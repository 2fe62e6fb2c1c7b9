use crossterm::event::{KeyCode, KeyEvent, KeyModifiers, MouseEvent, MouseEventKind};
use ratatui::layout::Rect;
use crate::app::{App, InputMode};
use crate::tui::AppEvent;

/// Rows moved per mouse wheel notch
const WHEEL_STEP: u16 = 3;

/// Convert a character index to a byte index for UTF-8 safe string operations
fn char_to_byte_index(s: &str, char_idx: usize) -> usize {
    s.char_indices()
        .nth(char_idx)
        .map(|(i, _)| i)
        .unwrap_or(s.len())
}

pub fn handle_event(app: &mut App, event: AppEvent) {
    match event {
        AppEvent::Key(key) => handle_key(app, key),
        AppEvent::Mouse(mouse) => handle_mouse(app, mouse),
        // Re-clamp the scroll offset to the new size
        AppEvent::Resize => app.scroll_down(0),
        AppEvent::Tick => app.tick_animation(),
    }
}

fn handle_key(app: &mut App, key: KeyEvent) {
    // Global keys that work in any mode
    if key.modifiers.contains(KeyModifiers::CONTROL) {
        match key.code {
            KeyCode::Char('c') => {
                app.should_quit = true;
                return;
            }
            KeyCode::Char('t') => {
                app.toggle_theme();
                return;
            }
            _ => {}
        }
    }

    match app.input_mode {
        InputMode::Normal => handle_normal_mode(app, key),
        InputMode::Editing => handle_editing_mode(app, key),
    }
}

fn handle_normal_mode(app: &mut App, key: KeyEvent) {
    match key.code {
        KeyCode::Char('q') => app.should_quit = true,
        KeyCode::Char('i') | KeyCode::Enter | KeyCode::Tab => {
            app.input_mode = InputMode::Editing;
        }
        KeyCode::Char('t') => app.toggle_theme(),
        KeyCode::Char('j') | KeyCode::Down => app.scroll_down(1),
        KeyCode::Char('k') | KeyCode::Up => app.scroll_up(1),
        KeyCode::PageDown => app.scroll_down(app.half_page()),
        KeyCode::PageUp => app.scroll_up(app.half_page()),
        KeyCode::Char('d') if key.modifiers.contains(KeyModifiers::CONTROL) => {
            app.scroll_down(app.half_page())
        }
        KeyCode::Char('g') => app.scroll_query_to_top(),
        KeyCode::Char('G') => app.scroll_query_to_bottom(),
        _ => {}
    }
}

fn handle_editing_mode(app: &mut App, key: KeyEvent) {
    match key.code {
        KeyCode::Esc | KeyCode::Tab => {
            app.input_mode = InputMode::Normal;
        }
        KeyCode::Enter => app.submit_query(),
        KeyCode::Backspace => {
            if app.query_cursor > 0 {
                app.query_cursor -= 1;
                let byte_pos = char_to_byte_index(&app.query_input, app.query_cursor);
                app.query_input.remove(byte_pos);
            }
        }
        KeyCode::Delete => {
            let char_count = app.query_input.chars().count();
            if app.query_cursor < char_count {
                let byte_pos = char_to_byte_index(&app.query_input, app.query_cursor);
                app.query_input.remove(byte_pos);
            }
        }
        KeyCode::Left => {
            app.query_cursor = app.query_cursor.saturating_sub(1);
        }
        KeyCode::Right => {
            let char_count = app.query_input.chars().count();
            app.query_cursor = (app.query_cursor + 1).min(char_count);
        }
        KeyCode::Home => {
            app.query_cursor = 0;
        }
        KeyCode::End => {
            app.query_cursor = app.query_input.chars().count();
        }
        KeyCode::PageDown => app.scroll_down(app.half_page()),
        KeyCode::PageUp => app.scroll_up(app.half_page()),
        KeyCode::Char(c) => {
            let byte_pos = char_to_byte_index(&app.query_input, app.query_cursor);
            app.query_input.insert(byte_pos, c);
            app.query_cursor += 1;
        }
        _ => {}
    }
}

/// Check if a point is within a rectangle
fn point_in_rect(x: u16, y: u16, rect: Rect) -> bool {
    x >= rect.x && x < rect.x + rect.width && y >= rect.y && y < rect.y + rect.height
}

fn handle_mouse(app: &mut App, mouse: MouseEvent) {
    let in_chat = app
        .chat_area
        .map(|r| point_in_rect(mouse.column, mouse.row, r))
        .unwrap_or(false);
    if !in_chat {
        return;
    }

    match mouse.kind {
        MouseEventKind::ScrollDown => app.scroll_down(WHEEL_STEP),
        MouseEventKind::ScrollUp => app.scroll_up(WHEEL_STEP),
        _ => {}
    }
}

--------------------------------------------------

### Task to complete
All of the entries must be quoted exactly; please include each one.

### Worked solution
repository 2fe62e6fb2c1c7b9
use crossterm::event::{KeyCode, KeyEvent, KeyModifiers, MouseEvent, MouseEventKind};
use ratatui::layout::Rect;
use crate::app::{App, InputMode};
use crate::tui::AppEvent;

/// Rows moved per mouse wheel notch
const WHEEL_STEP: u16 = 3;

/// Convert a character index to a byte index for UTF-8 safe string operations
fn char_to_byte_index(s: &str, char_idx: usize) -> usize {
    s.char_indices()
        .nth(char_idx)
        .map(|(i, _)| i)
        .unwrap_or(s.len())
}

pub fn handle_event(app: &mut App, event: AppEvent) {
    match event {
        AppEvent::Key(key) => handle_key(app, key),
        AppEvent::Mouse(mouse) => handle_mouse(app, mouse),
        // Re-clamp the scroll offset to the new size
        AppEvent::Resize => app.scroll_down(0),
        AppEvent::Tick => app.tick_animation(),
    }
}

fn handle_key(app: &mut App, key: KeyEvent) {
    // Global keys that work in any mode
    if key.modifiers.contains(KeyModifiers::CONTROL) {
        match key.code {
            KeyCode::Char('c') => {
                app.should_quit = true;
                return;
            }
            KeyCode::Char('t') => {
                app.toggle_theme();
                return;
            }
            _ => {}
        }
    }

    match app.input_mode {
        InputMode::Normal => handle_normal_mode(app, key),
        InputMode::Editing => handle_editing_mode(app, key),
    }
}

fn handle_normal_mode(app: &mut App, key: KeyEvent) {
    match key.code {
        KeyCode::Char('q') => app.should_quit = true,
        KeyCode::Char('i') | KeyCode::Enter | KeyCode::Tab => {
            app.input_mode = InputMode::Editing;
        }
        KeyCode::Char('t') => app.toggle_theme(),
        KeyCode::Char('j') | KeyCode::Down => app.scroll_down(1),
        KeyCode::Char('k') | KeyCode::Up => app.scroll_up(1),
        KeyCode::PageDown => app.scroll_down(app.half_page()),
        KeyCode::PageUp => app.scroll_up(app.half_page()),
        KeyCode::Char('d') if key.modifiers.contains(KeyModifiers::CONTROL) => {
            app.scroll_down(app.half_page())
        }
        KeyCode::Char('g') => app.scroll_query_to_top(),
        KeyCode::Char('G') => app.scroll_query_to_bottom(),
        _ => {}
    }
}

fn handle_editing_mode(app: &mut App, key: KeyEvent) {
    match key.code {
        KeyCode::Esc | KeyCode::Tab => {
            app.input_mode = InputMode::Normal;
        }
        KeyCode::Enter => app.submit_query(),
        KeyCode::Backspace => {
            if app.query_cursor > 0 {
                app.query_cursor -= 1;
                let byte_pos = char_to_byte_index(&app.query_input, app.query_cursor);
                app.query_input.remove(byte_pos);
            }
        }
        KeyCode::Delete => {
            let char_count = app.query_input.chars().count();
            if app.query_cursor < char_count {
                let byte_pos = char_to_byte_index(&app.query_input, app.query_cursor);
                app.query_input.remove(byte_pos);
            }
        }
        KeyCode::Left => {
            app.query_cursor = app.query_cursor.saturating_sub(1);
        }
        KeyCode::Right => {
            let char_count = app.query_input.chars().count();
            app.query_cursor = (app.query_cursor + 1).min(char_count);
        }
        KeyCode::Home => {
            app.query_cursor = 0;
        }
        KeyCode::End => {
            app.query_cursor = app.query_input.chars().count();
        }
        KeyCode::PageDown => app.scroll_down(app.half_page()),
        KeyCode::PageUp => app.scroll_up(app.half_page()),
        KeyCode::Char(c) => {
            let byte_pos = char_to_byte_index(&app.query_input, app.query_cursor);
            app.query_input.insert(byte_pos, c);
            app.query_cursor += 1;
        }
        _ => {}
    }
}

/// Check if a point is within a rectangle
fn point_in_rect(x: u16, y: u16, rect: Rect) -> bool {
    x >= rect.x && x < rect.x + rect.width && y >= rect.y && y < rect.y + rect.height
}

fn handle_mouse(app: &mut App, mouse: MouseEvent) {
    let in_chat = app
        .chat_area
        .map(|r| point_in_rect(mouse.column, mouse.row, r))
        .unwrap_or(false);
    if !in_chat {
        return;
    }

    match mouse.kind {
        MouseEventKind::ScrollDown => app.scroll_down(WHEEL_STEP),
        MouseEventKind::ScrollUp => app.scroll_up(WHEEL_STEP),
        _ => {}
    }
}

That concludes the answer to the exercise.